6/6 │ Cost-out – from blueprint to reality

December 22, 2015


6/6 │ Cost-out – from blueprint to reality

Right. Now, you have finished your analysis, you have established the big picture, you have generated sound hypotheses, you have created a structure for making change happen, and you have decided which activities to take further. When you choose to implement some or all of the ideas generated, it is important to ensure as much alignment as possible with the overall corporate strategy and to be very specific about how to actually realise the identified savings potential. In short, the blueprint defined in the programme needs to be reflected in the reality.

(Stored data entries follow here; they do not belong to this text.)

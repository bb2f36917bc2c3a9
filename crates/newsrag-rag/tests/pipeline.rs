//! End-to-end tests for build-or-load, retrieval, and grounded answers.
//!
//! The embedding model and language model are replaced by in-process fakes
//! that count their calls; dumps and indexes live in temp directories.

use std::path::{Path, PathBuf};
use std::sync::atomic::{AtomicUsize, Ordering};
use std::sync::{Arc, Mutex};
use std::time::Duration;

use newsrag_llm::{LanguageModel, LlmError};
use newsrag_rag::{
    search, AnswerRequest, Assembler, CacheKey, DumpDirectory, DumpFile, Embedder, FlatL2Index,
    Intent, IndexBuilder, RagError,
};

const DIM: usize = 16;

/// Bag-of-words hashing embedder with call counters.
#[derive(Clone, Default)]
struct CountingEmbedder {
    calls: Arc<AtomicUsize>,
    texts: Arc<AtomicUsize>,
}

impl CountingEmbedder {
    fn vector_for(text: &str) -> Vec<f32> {
        let mut v = vec![0.0_f32; DIM];
        for word in text.split_whitespace() {
            let word = word
                .trim_matches(|c: char| !c.is_alphanumeric())
                .to_lowercase();
            let bucket = word
                .bytes()
                .fold(7usize, |h, b| h.wrapping_mul(31).wrapping_add(usize::from(b)));
            v[bucket % DIM] += 1.0;
        }
        v
    }

    fn calls(&self) -> usize {
        self.calls.load(Ordering::SeqCst)
    }

    fn texts(&self) -> usize {
        self.texts.load(Ordering::SeqCst)
    }
}

impl Embedder for CountingEmbedder {
    async fn embed(&self, texts: &[&str]) -> Result<Vec<Vec<f32>>, RagError> {
        self.calls.fetch_add(1, Ordering::SeqCst);
        self.texts.fetch_add(texts.len(), Ordering::SeqCst);
        Ok(texts.iter().map(|t| Self::vector_for(t)).collect())
    }
}

/// Language model that records prompts and replies with a canned answer.
#[derive(Clone)]
struct RecordingModel {
    reply: String,
    prompts: Arc<Mutex<Vec<String>>>,
}

impl RecordingModel {
    fn new(reply: &str) -> Self {
        Self {
            reply: reply.to_string(),
            prompts: Arc::default(),
        }
    }

    fn prompts(&self) -> Vec<String> {
        self.prompts.lock().unwrap().clone()
    }
}

impl LanguageModel for RecordingModel {
    async fn complete(&self, prompt: &str) -> Result<String, LlmError> {
        self.prompts.lock().unwrap().push(prompt.to_string());
        Ok(self.reply.clone())
    }
}

struct Fixture {
    _tmp: tempfile::TempDir,
    dump_dir: PathBuf,
    index_dir: PathBuf,
}

impl Fixture {
    fn new() -> Self {
        let tmp = tempfile::tempdir().unwrap();
        let dump_dir = tmp.path().join("dump");
        let index_dir = tmp.path().join("vector_store");
        std::fs::create_dir_all(&dump_dir).unwrap();
        Self {
            _tmp: tmp,
            dump_dir,
            index_dir,
        }
    }

    fn write_dump(&self, query: &str, built_at_ms: i64, texts: &[&str]) -> DumpFile {
        let path = self.dump_dir.join(format!("{query}_{built_at_ms}.jsonl"));
        let body: String = texts
            .iter()
            .map(|t| {
                let line = serde_json::json!({
                    "title": "headline",
                    "authors": ["Reporter"],
                    "text": t,
                    "publish_date": null,
                    "url": "https://example.com/a",
                });
                format!("{line}\n")
            })
            .collect();
        std::fs::write(&path, body).unwrap();
        DumpFile::from_path(path).unwrap()
    }

    fn index_files(&self) -> Vec<PathBuf> {
        match std::fs::read_dir(&self.index_dir) {
            Ok(entries) => entries.map(|e| e.unwrap().path()).collect(),
            Err(_) => Vec::new(),
        }
    }
}

const ARTICLES: &[&str] = &[
    "ACME reported record quarterly revenue. Profit margins expanded for the third straight quarter.",
    "The ACME chief executive resigned unexpectedly on Monday. The board named an interim leader.",
    "Regulators opened an inquiry into ACME   factory safety practices. Shares fell sharply in late trading.",
];

fn builder(embedder: &CountingEmbedder, index_dir: &Path) -> IndexBuilder<CountingEmbedder> {
    IndexBuilder::new(embedder.clone(), index_dir).with_max_chunk_words(12)
}

#[tokio::test]
async fn second_build_reuses_index_without_embedding() {
    let fx = Fixture::new();
    let dump = fx.write_dump("ACME", 1_000, ARTICLES);
    let embedder = CountingEmbedder::default();
    let builder = builder(&embedder, &fx.index_dir);

    let first = builder.build_or_load(&dump).await.unwrap();
    assert!(!first.reused);
    assert_eq!(embedder.calls(), 1);
    assert_eq!(embedder.texts(), first.chunks.len());
    assert_eq!(
        fx.index_files(),
        vec![CacheKey::new("ACME", 1_000).index_path(&fx.index_dir)]
    );

    let second = builder.build_or_load(&dump).await.unwrap();
    assert!(second.reused);
    assert_eq!(embedder.calls(), 1, "cached index must not be re-embedded");
    assert_eq!(second.chunks, first.chunks);
    assert_eq!(second.index, first.index);
}

#[tokio::test]
async fn chunk_i_maps_to_vector_i_on_build_and_load() {
    let fx = Fixture::new();
    let dump = fx.write_dump("ACME", 2_000, ARTICLES);
    let embedder = CountingEmbedder::default();
    let builder = builder(&embedder, &fx.index_dir);

    for _ in 0..2 {
        let corpus = builder.build_or_load(&dump).await.unwrap();
        assert_eq!(corpus.index.len(), corpus.chunks.len());
        for (i, chunk) in corpus.chunks.iter().enumerate() {
            assert_eq!(
                corpus.index.vector(i).unwrap(),
                CountingEmbedder::vector_for(chunk).as_slice(),
                "row {i} is not the embedding of chunk {i}"
            );
        }
    }
}

#[tokio::test]
async fn chunks_follow_article_then_sentence_order() {
    let fx = Fixture::new();
    let dump = fx.write_dump("ACME", 3_000, ARTICLES);
    let embedder = CountingEmbedder::default();

    let corpus = builder(&embedder, &fx.index_dir)
        .build_or_load(&dump)
        .await
        .unwrap();

    assert_eq!(
        corpus.chunks,
        vec![
            "ACME reported record quarterly revenue.",
            "Profit margins expanded for the third straight quarter.",
            "The ACME chief executive resigned unexpectedly on Monday.",
            "The board named an interim leader.",
            "Regulators opened an inquiry into ACME factory safety practices.",
            "Shares fell sharply in late trading.",
        ]
    );
}

#[tokio::test]
async fn empty_corpus_is_fatal_and_writes_nothing() {
    let fx = Fixture::new();
    let dump = fx.write_dump("Ghost", 4_000, &["", "   ", "\\n\t"]);
    let embedder = CountingEmbedder::default();

    let err = builder(&embedder, &fx.index_dir)
        .build_or_load(&dump)
        .await
        .unwrap_err();

    assert!(matches!(err, RagError::EmptyCorpus { .. }), "got {err:?}");
    assert_eq!(embedder.calls(), 0);
    assert!(fx.index_files().is_empty());
}

#[tokio::test]
async fn mismatched_persisted_index_is_rebuilt() {
    let fx = Fixture::new();
    let dump = fx.write_dump("ACME", 5_000, ARTICLES);
    let embedder = CountingEmbedder::default();

    let coarse = builder(&embedder, &fx.index_dir)
        .with_max_chunk_words(150)
        .build_or_load(&dump)
        .await
        .unwrap();
    assert_eq!(coarse.chunks.len(), 3);

    // Same dump, different chunking: the persisted rows no longer line up.
    let fine = builder(&embedder, &fx.index_dir)
        .build_or_load(&dump)
        .await
        .unwrap();
    assert!(!fine.reused);
    assert_eq!(embedder.calls(), 2);
    assert_eq!(fine.index.len(), fine.chunks.len());

    let on_disk = FlatL2Index::load(&CacheKey::new("ACME", 5_000).index_path(&fx.index_dir))
        .await
        .unwrap()
        .unwrap();
    assert!(on_disk.matches_chunks(&fine.chunks));
}

#[tokio::test]
async fn corrupt_persisted_index_is_rebuilt() {
    let fx = Fixture::new();
    let dump = fx.write_dump("ACME", 6_000, ARTICLES);
    std::fs::create_dir_all(&fx.index_dir).unwrap();
    std::fs::write(
        CacheKey::new("ACME", 6_000).index_path(&fx.index_dir),
        b"garbage",
    )
    .unwrap();
    let embedder = CountingEmbedder::default();

    let corpus = builder(&embedder, &fx.index_dir)
        .build_or_load(&dump)
        .await
        .unwrap();

    assert!(!corpus.reused);
    assert_eq!(embedder.calls(), 1);
    let reloaded = builder(&embedder, &fx.index_dir)
        .build_or_load(&dump)
        .await
        .unwrap();
    assert!(reloaded.reused);
}

#[tokio::test]
async fn new_dump_for_same_query_gets_its_own_index() {
    let fx = Fixture::new();
    let old = fx.write_dump("ACME", 7_000, ARTICLES);
    let new = fx.write_dump("ACME", 8_000, &ARTICLES[..1]);
    let embedder = CountingEmbedder::default();
    let builder = builder(&embedder, &fx.index_dir);

    let a = builder.build_or_load(&old).await.unwrap();
    let b = builder.build_or_load(&new).await.unwrap();

    assert!(!b.reused);
    assert_ne!(a.key, b.key);
    assert_eq!(b.index.len(), 2);
    assert_eq!(fx.index_files().len(), 2);
}

#[tokio::test]
async fn queries_with_the_same_slug_keep_separate_indexes() {
    let fx = Fixture::new();
    let spaced = fx.write_dump("Apple Inc", 7_500, &ARTICLES[..1]);
    let dashed = fx.write_dump("apple-inc", 7_500, &ARTICLES[1..2]);
    let embedder = CountingEmbedder::default();
    let builder = builder(&embedder, &fx.index_dir);

    builder.build_or_load(&spaced).await.unwrap();
    builder.build_or_load(&dashed).await.unwrap();
    assert_eq!(fx.index_files().len(), 2);

    assert!(builder.build_or_load(&spaced).await.unwrap().reused);
    assert!(builder.build_or_load(&dashed).await.unwrap().reused);
    assert_eq!(embedder.calls(), 2);
}

#[tokio::test]
async fn search_finds_the_matching_chunk() {
    let fx = Fixture::new();
    let dump = fx.write_dump("ACME", 9_000, ARTICLES);
    let embedder = CountingEmbedder::default();
    let builder = builder(&embedder, &fx.index_dir);
    let corpus = builder.build_or_load(&dump).await.unwrap();

    let hits = search(
        builder.embedder(),
        &corpus,
        "The board named an interim leader.",
        1,
    )
    .await
    .unwrap();
    assert_eq!(hits.hits[0].chunk_index, 3);
    assert!(hits.hits[0].distance.abs() < f32::EPSILON);

    let all = search(builder.embedder(), &corpus, "ACME", 100).await.unwrap();
    assert_eq!(all.len(), corpus.chunks.len());
}

fn assembler(
    fx: &Fixture,
    embedder: &CountingEmbedder,
    model: &RecordingModel,
) -> Assembler<CountingEmbedder, RecordingModel, DumpDirectory> {
    Assembler::new(
        builder(embedder, &fx.index_dir),
        model.clone(),
        DumpDirectory::new(&fx.dump_dir, Duration::from_secs(24 * 3600)),
    )
    .with_top_k(2)
}

#[tokio::test]
async fn outlook_answer_is_grounded_and_scored() {
    let fx = Fixture::new();
    let now = chrono::Utc::now().timestamp_millis();
    fx.write_dump("ACME", now - 60_000, ARTICLES);
    let embedder = CountingEmbedder::default();
    let model = RecordingModel::new("Mixed quarter with leadership risk.\n**Score: -0.2**");

    let answer = assembler(&fx, &embedder, &model)
        .answer("ACME", &AnswerRequest::outlook("ACME"))
        .await
        .unwrap();

    assert_eq!(answer.intent, Intent::SentimentGrounded);
    assert_eq!(answer.sources.len(), 2);
    assert!((answer.sentiment_score().unwrap() + 0.2).abs() < f32::EPSILON);
    // one batch for the corpus, one for the question
    assert_eq!(embedder.calls(), 2);

    let prompts = model.prompts();
    assert_eq!(prompts.len(), 1);
    assert!(prompts[0].starts_with("You are a professional financial analyst."));
    assert!(prompts[0].contains("What are the latest news and outlook for ACME?"));
    assert!(prompts[0].contains(&format!("[1] {}", answer.sources[0].text)));
}

#[tokio::test]
async fn freeform_question_is_passed_through_without_context() {
    let fx = Fixture::new();
    let now = chrono::Utc::now().timestamp_millis();
    fx.write_dump("ACME", now, ARTICLES);
    let embedder = CountingEmbedder::default();
    let model = RecordingModel::new("It depends on your horizon.");

    let text = assembler(&fx, &embedder, &model)
        .answer_text("ACME", "Is ACME a good long-term hold?")
        .await
        .unwrap();

    assert_eq!(text, "It depends on your horizon.");
    assert_eq!(model.prompts(), vec!["Is ACME a good long-term hold?".to_string()]);
    // the index is warmed, but the question itself is never embedded
    assert_eq!(embedder.calls(), 1);
    assert_eq!(fx.index_files().len(), 1);
}

#[tokio::test]
async fn missing_score_is_recoverable() {
    let fx = Fixture::new();
    let now = chrono::Utc::now().timestamp_millis();
    fx.write_dump("ACME", now, ARTICLES);
    let embedder = CountingEmbedder::default();
    let model = RecordingModel::new("I would rather not put a number on it.");

    let answer = assembler(&fx, &embedder, &model)
        .answer("ACME", &AnswerRequest::outlook("ACME"))
        .await
        .unwrap();

    assert!(matches!(answer.sentiment_score(), Err(RagError::MissingScore)));
    assert!(!answer.text.is_empty());
}

#[tokio::test]
async fn stale_dump_aborts_the_answer() {
    let fx = Fixture::new();
    let two_days_ago = chrono::Utc::now().timestamp_millis() - 2 * 24 * 3600 * 1000;
    fx.write_dump("ACME", two_days_ago, ARTICLES);
    let embedder = CountingEmbedder::default();
    let model = RecordingModel::new("unused");

    let err = assembler(&fx, &embedder, &model)
        .answer("ACME", &AnswerRequest::outlook("ACME"))
        .await
        .unwrap_err();

    assert!(matches!(err, RagError::NoFreshDump { .. }), "got {err:?}");
    assert!(model.prompts().is_empty());
    assert_eq!(embedder.calls(), 0);
}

Link the cost-out to the strategic direction of your business

Cost reductions are either independent of or dependent on the corporate strategy. So, you need to consider whether the proposed cost-reduction initiatives are aligned with the corporate strategy; if there is a clear connection to the strategy, the initiative will typically be easier to communicate and understand for the organisation. A renegotiation of purchasing agreements to provide the same input at a reduced price is an example of a strategy-independent initiative. Meanwhile, limiting the amount of products offered to include only the most profitable products is contradictory to wanting to serve as many customer segments as possible. This is a strategy-dependent cost reduction.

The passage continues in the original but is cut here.